The partially mummified remains of a young child have offered a unique insight into the history of a once-feared disease. The remains, recovered from the crypt of the Dominican Church of the Holy Spirit in Vilnius, Lithuania, have been dated to the mid-17th century. Despite no visual sign of disease, the mummy yielded a complete genome for variola (major) virus, indicating the presence of a smallpox infection. This 17th century variola strain was found to be ancestral to all known 20th century strains (dating from approximately the end of WWII to the time of smallpox eradication in the late 1970s) which suggests that smallpox is a much more recent infection in humans than previously presumed. Additionally, a reconstruction of the evolutionary history of variola virus hints that the split between the more virulent variola major and the less virulent variola minor forms may have occurred in response to evolutionary pressure by the advent of vaccination in 1796.

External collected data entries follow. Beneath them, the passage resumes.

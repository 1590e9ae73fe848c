//! Example merging a platform preset into an application schema

use envshape::{presets, validate, EnvOptions, Loader, Schema};

fn main() -> anyhow::Result<()> {
    std::env::set_var("APP_DATABASE_URL", "postgres://localhost/db");
    std::env::set_var("VERCEL_ENV", "preview");
    std::env::set_var("VERCEL_GIT_COMMIT_SHA", "0a1b2c3");

    // Platform variables keep their own names
    let platform = presets::vercel();
    let unprefixed: Vec<String> = platform.names().into_iter().map(String::from).collect();

    let schema = Schema::new()
        .var("DATABASE_URL", validate::url())?
        .merge(platform)?;

    let options = EnvOptions::new().prefix("APP").disable_prefix(unprefixed);
    let env = Loader::new(schema, options)?.load()?;

    println!("Application and platform configuration:");
    for (key, value) in &env {
        println!("  {key} = {value}");
    }

    Ok(())
}
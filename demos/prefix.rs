//! Example demonstrating a shared prefix

use envshape::{create_env, validate, EnvOptions, Schema};

fn main() -> anyhow::Result<()> {
    // Set environment variables with prefix
    std::env::set_var("NEXT_PUBLIC_API_URL", "https://api.example.com");
    std::env::set_var("NEXT_PUBLIC_PORT", "3000");

    let schema = Schema::new()
        .var("API_URL", validate::url())?
        .var("PORT", validate::parse::<u16>())?;

    let env = create_env(schema, EnvOptions::new().prefix("NEXT_PUBLIC"))?;

    println!("Configuration with prefix 'NEXT_PUBLIC':");
    for (key, value) in &env {
        println!("  {key} = {value}");
    }

    Ok(())
}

These are the conclusions of the article “17th Century Variola Virus Reveals the Recent History of Smallpox”, published in Current Biology (Vol. 26, Dec. 2016, DOI: 10.1016/j.cub.2016.10.061).
The abstract of the paper reads: “Smallpox holds a unique position in the history of medicine. It was the ﬁrst disease for which a vaccine was developed and remains the only human disease eradicated by vaccination. Although there have been claims of smallpox in Egypt, India, and China dating back millennia, the timescale of emergence of the causative agent, variola virus (VARV), and how it evolved in the context of increasingly widespread immunization, have proven controversial . In particular, some molecular-clock-based studies have suggested that key events in VARV evolution only occurred during the last two centuries and hence in apparent conﬂict with anecdotal historical reports, although it is difﬁcult to distinguish smallpox from other pustular rashes by description alone. To address these issues, we captured, sequenced, and reconstructed a draft genome of an ancient strain of VARV, sampled from a Lithuanian child mummy dating between 1643 and 1665 and close to the time of several documented European epidemics. When compared to vaccinia virus, this archival strain contained the same pattern of gene degradation as 20th century VARVs, indicating that such loss of gene function had occurred before ca. 1650. Strikingly, the mummy sequence fell basal to all currently sequenced strains of VARV on phylogenetic trees. Molecular-clock analyses revealed a strong clock-like structure and that the timescale of smallpox evolution is more recent than often supposed, with the diversiﬁcation of major viral lineages only occurring within the 18th and 19th centuries, concomitant with the development of modern vaccination”.